5, 16), a source (4) of a row address strobe signal (/ RAS), and a source (3) of a column address strobe signal (/ CAS). A semiconductor memory device having a refresh mode for operating the row address system following the refresh mode, wherein (t2) after the start of the refresh mode, the deactivation of the column address strobe signal (t3), and the refresh mode. Means (2) for supplying an external control signal (/ WE) inputted until the end or the second activation (B) of the column address strobe signal
Receiving the row address strobe signal and the column address strobe signal, activating the row address strobe signal in response to activation, and deactivating in response to the column address strobe signal inactivation. A first logic circuit means (17a-17d) for generating one internal control signal (REF '); receiving the first internal control signal and the external control signal, and activating the first internal control signal A second internal control signal (e.g., a second internal control signal activated in accordance with the activation of the column address strobe signal and deactivated between the end of the refresh mode or the second activation of the column address strobe signal).
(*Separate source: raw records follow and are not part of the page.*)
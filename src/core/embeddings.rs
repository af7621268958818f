use std::fmt;
use std::path::Path;
use std::str::FromStr;
use std::sync::Arc;
use std::time::Duration;

use image::{imageops, imageops::FilterType, DynamicImage, RgbImage};
use ndarray::ArrayView1;

use crate::models::record::FeatureVector;

#[cfg(feature = "embeddings")]
pub use self::resnet::{Architecture, TchExtractor};

/// Per-channel ImageNet pixel statistics the pretrained networks expect.
const IMAGENET_MEAN: [f32; 3] = [0.485, 0.456, 0.406];
const IMAGENET_STD: [f32; 3] = [0.229, 0.224, 0.225];

/// Errors reported by a feature extractor. No partial vector is ever returned.
#[derive(Debug, thiserror::Error)]
pub enum ExtractionError {
    /// The bytes could not be decoded as an image.
    #[error("failed to decode image")]
    Decode(#[source] image::ImageError),

    /// The image has no pixels.
    #[error("image has zero width or height")]
    Empty,

    /// The network failed to load or run.
    #[error("model error: {0}")]
    Model(String),

    /// The extractor produced a vector of the wrong length.
    #[error("extractor produced {actual} features, expected {expected}")]
    Dimension {
        /// Length fixed at construction.
        expected: usize,
        /// Length actually produced.
        actual: usize,
    },

    /// Extraction did not finish in time.
    #[error("feature extraction timed out after {0:?}")]
    Timeout(Duration),

    /// The worker running the extraction failed.
    #[error("feature extraction task failed: {0}")]
    Task(String),

    /// The requested extractor cannot be built in this configuration.
    #[error("extractor unavailable: {0}")]
    Unavailable(String),
}

/// Converts a decoded image into a fixed-length dense vector.
///
/// Implementations are pure: the same image always yields the same vector,
/// and any loaded weights are read-only after construction.
pub trait FeatureExtractor: Send + Sync + fmt::Debug {
    /// Length N of every vector this extractor produces.
    fn dimension(&self) -> usize;

    /// Extracts the feature vector of an image in any colour mode.
    fn extract(&self, image: &DynamicImage) -> Result<FeatureVector, ExtractionError>;
}

/// Decodes an encoded image, guessing the container format from its bytes.
pub fn decode_image(bytes: &[u8]) -> Result<DynamicImage, ExtractionError> {
    image::load_from_memory(bytes).map_err(ExtractionError::Decode)
}

/// Coerces any colour mode to 8-bit RGB: alpha is dropped, grey is replicated
/// across channels and wider sample types are narrowed.
pub fn to_rgb(image: &DynamicImage) -> RgbImage {
    image.to_rgb8()
}

/// Scales an RGB image into a channel-planar buffer normalised with the
/// ImageNet statistics, in `[C, H, W]` order.
fn normalized_chw(rgb: &RgbImage) -> Vec<f32> {
    let (width, height) = rgb.dimensions();
    let plane = (width * height) as usize;
    let mut data = vec![0f32; plane * 3];

    for (x, y, pixel) in rgb.enumerate_pixels() {
        let offset = (y * width + x) as usize;
        for channel in 0..3 {
            let value = pixel[channel] as f32 / 255.0;
            data[channel * plane + offset] = (value - IMAGENET_MEAN[channel]) / IMAGENET_STD[channel];
        }
    }

    data
}

fn checked_rgb(image: &DynamicImage) -> Result<RgbImage, ExtractionError> {
    let rgb = to_rgb(image);
    if rgb.width() == 0 || rgb.height() == 0 {
        return Err(ExtractionError::Empty);
    }
    Ok(rgb)
}

/// Compute cosine similarity between two vectors.
///
/// Returns 0 when either vector has zero norm or the lengths differ.
pub fn cosine_similarity(a: &[f32], b: &[f32]) -> f32 {
    if a.len() != b.len() {
        return 0.0;
    }
    let a = ArrayView1::from(a);
    let b = ArrayView1::from(b);
    let dot_product = a.dot(&b);
    let norm_a = a.dot(&a).sqrt();
    let norm_b = b.dot(&b).sqrt();

    if norm_a > 0.0 && norm_b > 0.0 {
        (dot_product / (norm_a * norm_b)).clamp(-1.0, 1.0)
    } else {
        0.0
    }
}

/// A non-learned embedding: the normalised pixels of a small square thumbnail.
///
/// Always available, deterministic and cheap. Captures global colour layout
/// only, so it is a stand-in for the network rather than a replacement.
#[derive(Debug, Clone, Copy)]
pub struct ThumbnailExtractor {
    side: u32,
}

impl ThumbnailExtractor {
    /// Thumbnail side used by [`Default`].
    pub const DEFAULT_SIDE: u32 = 16;

    /// Creates an extractor producing `side * side * 3` features.
    pub fn new(side: u32) -> Self {
        Self { side: side.max(1) }
    }
}

impl Default for ThumbnailExtractor {
    fn default() -> Self {
        Self::new(Self::DEFAULT_SIDE)
    }
}

impl FeatureExtractor for ThumbnailExtractor {
    fn dimension(&self) -> usize {
        (self.side * self.side * 3) as usize
    }

    fn extract(&self, image: &DynamicImage) -> Result<FeatureVector, ExtractionError> {
        let rgb = checked_rgb(image)?;
        let thumbnail = imageops::resize(&rgb, self.side, self.side, FilterType::Triangle);
        Ok(normalized_chw(&thumbnail))
    }
}

/// Selects which extractor the service runs.
#[derive(Debug, Clone, Copy, PartialEq, Eq)]
pub enum ExtractorKind {
    /// ResNet-18 without its classifier, 512 features.
    Resnet18,
    /// ResNet-34 without its classifier, 512 features.
    Resnet34,
    /// ResNet-50 without its classifier, 2048 features.
    Resnet50,
    /// [`ThumbnailExtractor`].
    Thumbnail,
}

impl Default for ExtractorKind {
    fn default() -> Self {
        if cfg!(feature = "embeddings") {
            Self::Resnet50
        } else {
            Self::Thumbnail
        }
    }
}

impl fmt::Display for ExtractorKind {
    fn fmt(&self, f: &mut fmt::Formatter<'_>) -> fmt::Result {
        let name = match self {
            Self::Resnet18 => "resnet18",
            Self::Resnet34 => "resnet34",
            Self::Resnet50 => "resnet50",
            Self::Thumbnail => "thumbnail",
        };
        f.write_str(name)
    }
}

impl FromStr for ExtractorKind {
    type Err = String;

    fn from_str(s: &str) -> Result<Self, Self::Err> {
        match s.trim().to_ascii_lowercase().as_str() {
            "resnet18" => Ok(Self::Resnet18),
            "resnet34" => Ok(Self::Resnet34),
            "resnet50" => Ok(Self::Resnet50),
            "thumbnail" => Ok(Self::Thumbnail),
            other => Err(format!("unknown extractor `{}`", other)),
        }
    }
}

/// Builds the configured extractor. Network weights are loaded here, once.
pub fn build_extractor(
    kind: ExtractorKind,
    weights: Option<&Path>,
) -> Result<Arc<dyn FeatureExtractor>, ExtractionError> {
    match kind {
        ExtractorKind::Thumbnail => Ok(Arc::new(ThumbnailExtractor::default())),
        #[cfg(feature = "embeddings")]
        network => {
            let architecture = match network {
                ExtractorKind::Resnet18 => Architecture::Resnet18,
                ExtractorKind::Resnet34 => Architecture::Resnet34,
                _ => Architecture::Resnet50,
            };
            let weights = weights.ok_or_else(|| {
                ExtractionError::Unavailable(format!("{} requires MODEL_WEIGHTS", network))
            })?;
            Ok(Arc::new(TchExtractor::load(architecture, weights)?))
        }
        #[cfg(not(feature = "embeddings"))]
        network => {
            let _ = weights;
            Err(ExtractionError::Unavailable(format!(
                "{} requires the `embeddings` feature",
                network
            )))
        }
    }
}

#[cfg(feature = "embeddings")]
mod resnet {
    use std::fmt;
    use std::panic::{catch_unwind, AssertUnwindSafe};
    use std::path::Path;
    use std::sync::Mutex;

    use image::{imageops, imageops::FilterType, DynamicImage};
    use tch::nn::{self, ModuleT};
    use tch::{Device, Kind, Tensor};

    use super::{checked_rgb, normalized_chw, ExtractionError, FeatureExtractor};
    use crate::models::record::FeatureVector;

    /// Input resolution of the torchvision ResNets.
    const INPUT_SIDE: u32 = 224;

    /// Supported backbones, all truncated before the classification layer.
    #[derive(Debug, Clone, Copy, PartialEq, Eq)]
    pub enum Architecture {
        /// ResNet-18.
        Resnet18,
        /// ResNet-34.
        Resnet34,
        /// ResNet-50.
        Resnet50,
    }

    impl Architecture {
        fn build(self, path: &nn::Path<'_>) -> nn::FuncT<'static> {
            match self {
                Self::Resnet18 => tch::vision::resnet::resnet18_no_final_layer(path),
                Self::Resnet34 => tch::vision::resnet::resnet34_no_final_layer(path),
                Self::Resnet50 => tch::vision::resnet::resnet50_no_final_layer(path),
            }
        }
    }

    struct Network {
        // Owns the weights the model closure reads from.
        _vs: nn::VarStore,
        model: nn::FuncT<'static>,
    }

    /// A pretrained ResNet used as a frozen feature extractor.
    ///
    /// The tch module is not `Sync`, so forward passes are serialised behind
    /// a mutex; the weights themselves are never mutated.
    pub struct TchExtractor {
        network: Mutex<Network>,
        device: Device,
        architecture: Architecture,
        dimension: usize,
    }

    impl fmt::Debug for TchExtractor {
        fn fmt(&self, f: &mut fmt::Formatter<'_>) -> fmt::Result {
            f.debug_struct("TchExtractor")
                .field("architecture", &self.architecture)
                .field("device", &self.device)
                .field("dimension", &self.dimension)
                .finish()
        }
    }

    impl TchExtractor {
        /// Builds the network and loads its weights from a `.ot` file.
        pub fn load(architecture: Architecture, weights: &Path) -> Result<Self, ExtractionError> {
            let device = Device::cuda_if_available();
            let mut vs = nn::VarStore::new(device);
            let model = architecture.build(&vs.root());
            vs.load(weights).map_err(|e| {
                ExtractionError::Model(format!("loading weights from {}: {}", weights.display(), e))
            })?;
            vs.freeze();
            log::info!("Loaded {:?} weights from {} on {:?}", architecture, weights.display(), device);
            Self::from_parts(architecture, vs, model, device)
        }

        /// Builds the network with freshly initialised weights, on the CPU.
        pub fn with_random_weights(architecture: Architecture) -> Result<Self, ExtractionError> {
            let device = Device::Cpu;
            let mut vs = nn::VarStore::new(device);
            let model = architecture.build(&vs.root());
            vs.freeze();
            Self::from_parts(architecture, vs, model, device)
        }

        fn from_parts(
            architecture: Architecture,
            vs: nn::VarStore,
            model: nn::FuncT<'static>,
            device: Device,
        ) -> Result<Self, ExtractionError> {
            let side = INPUT_SIDE as i64;
            let probe = Tensor::zeros(&[1, 3, side, side], (Kind::Float, device));
            let dimension = catch_unwind(AssertUnwindSafe(|| {
                tch::no_grad(|| model.forward_t(&probe, false)).numel()
            }))
            .map_err(|_| ExtractionError::Model("probe forward pass failed".to_string()))?;

            Ok(Self {
                network: Mutex::new(Network { _vs: vs, model }),
                device,
                architecture,
                dimension,
            })
        }

        fn forward(&self, input: &Tensor) -> Result<Tensor, ExtractionError> {
            let network = self
                .network
                .lock()
                .map_err(|_| ExtractionError::Model("network lock poisoned".to_string()))?;
            catch_unwind(AssertUnwindSafe(|| {
                tch::no_grad(|| network.model.forward_t(input, false))
            }))
            .map_err(|_| ExtractionError::Model("forward pass failed".to_string()))
        }
    }

    impl FeatureExtractor for TchExtractor {
        fn dimension(&self) -> usize {
            self.dimension
        }

        fn extract(&self, image: &DynamicImage) -> Result<FeatureVector, ExtractionError> {
            let rgb = checked_rgb(image)?;
            let resized = imageops::resize(&rgb, INPUT_SIDE, INPUT_SIDE, FilterType::Triangle);
            let side = INPUT_SIDE as i64;
            let input = Tensor::of_slice(&normalized_chw(&resized))
                .view([1, 3, side, side])
                .to_device(self.device);

            let output = self
                .forward(&input)?
                .flatten(0, -1)
                .to_kind(Kind::Float)
                .to_device(Device::Cpu);
            let features = Vec::<f32>::try_from(output)
                .map_err(|e| ExtractionError::Model(e.to_string()))?;

            if features.len() != self.dimension {
                return Err(ExtractionError::Dimension {
                    expected: self.dimension,
                    actual: features.len(),
                });
            }
            Ok(features)
        }
    }
}

/// Runs `extract` on the blocking pool, bounded by `timeout`.
pub(crate) async fn extract_blocking(
    extractor: Arc<dyn FeatureExtractor>,
    bytes: bytes::Bytes,
    timeout: Duration,
) -> Result<FeatureVector, ExtractionError> {
    let task = tokio::task::spawn_blocking(move || {
        let image = decode_image(&bytes)?;
        extractor.extract(&image)
    });

    match tokio::time::timeout(timeout, task).await {
        Ok(Ok(result)) => result,
        Ok(Err(join)) => Err(ExtractionError::Task(join.to_string())),
        Err(_) => Err(ExtractionError::Timeout(timeout)),
    }
}
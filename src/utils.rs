//! Helpers for handling uploaded file names

/// Name recorded when an upload carries no usable file name
pub(crate) const UNKNOWN_FILENAME: &str = "unknown";

/// Normalize a path to use forward slashes
pub(crate) fn normalize_path(path: &str) -> String {
    path.replace('\\', "/")
}

/// Reduce a client-supplied file name to its final component.
///
/// Browsers on some platforms send full paths such as `C:\fakepath\cat.jpg`.
pub(crate) fn upload_basename(name: &str) -> String {
    let normalized = normalize_path(name);
    match normalized.rsplit('/').next().map(str::trim) {
        Some(base) if !base.is_empty() => base.to_string(),
        _ => UNKNOWN_FILENAME.to_string(),
    }
}

/// Whether a file name could belong to an image.
///
/// Names whose extension maps to a non-image MIME type are rejected; names
/// without a recognised extension are left for the decoder to judge.
pub(crate) fn is_image_filename(name: &str) -> bool {
    match mime_guess::from_path(name).first() {
        Some(mime) => mime.type_() == mime_guess::mime::IMAGE,
        None => true,
    }
}

/// MIME type to serve a stored image under.
///
/// Taken from the file name when it names an image type, otherwise sniffed
/// from the encoded bytes.
pub(crate) fn image_mime_type(name: &str, bytes: &[u8]) -> String {
    let from_name = mime_guess::from_path(name)
        .iter()
        .find(|mime| mime.type_() == mime_guess::mime::IMAGE);
    let sniffed = || -> Option<mime_guess::Mime> {
        let format = image::guess_format(bytes).ok()?;
        let ext = format.extensions_str().first()?;
        mime_guess::from_ext(ext).first()
    };
    from_name
        .or_else(sniffed)
        .map(|mime| mime.essence_str().to_string())
        .unwrap_or_else(|| "application/octet-stream".to_string())
}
REF), a second logic circuit means (17e-17g) for generating the second internal control signal and the row address straw. Receiving a signal, generating a third internal control signal (/ CE) that is activated in response to the inactivation of the second internal control signal and inactivated in response to the inactivation of the row address strobe signal. Third logic circuit means (31a-3
1e), wherein the column address system receives the third internal control signal and becomes operable only during a period in which the third internal control signal is activated.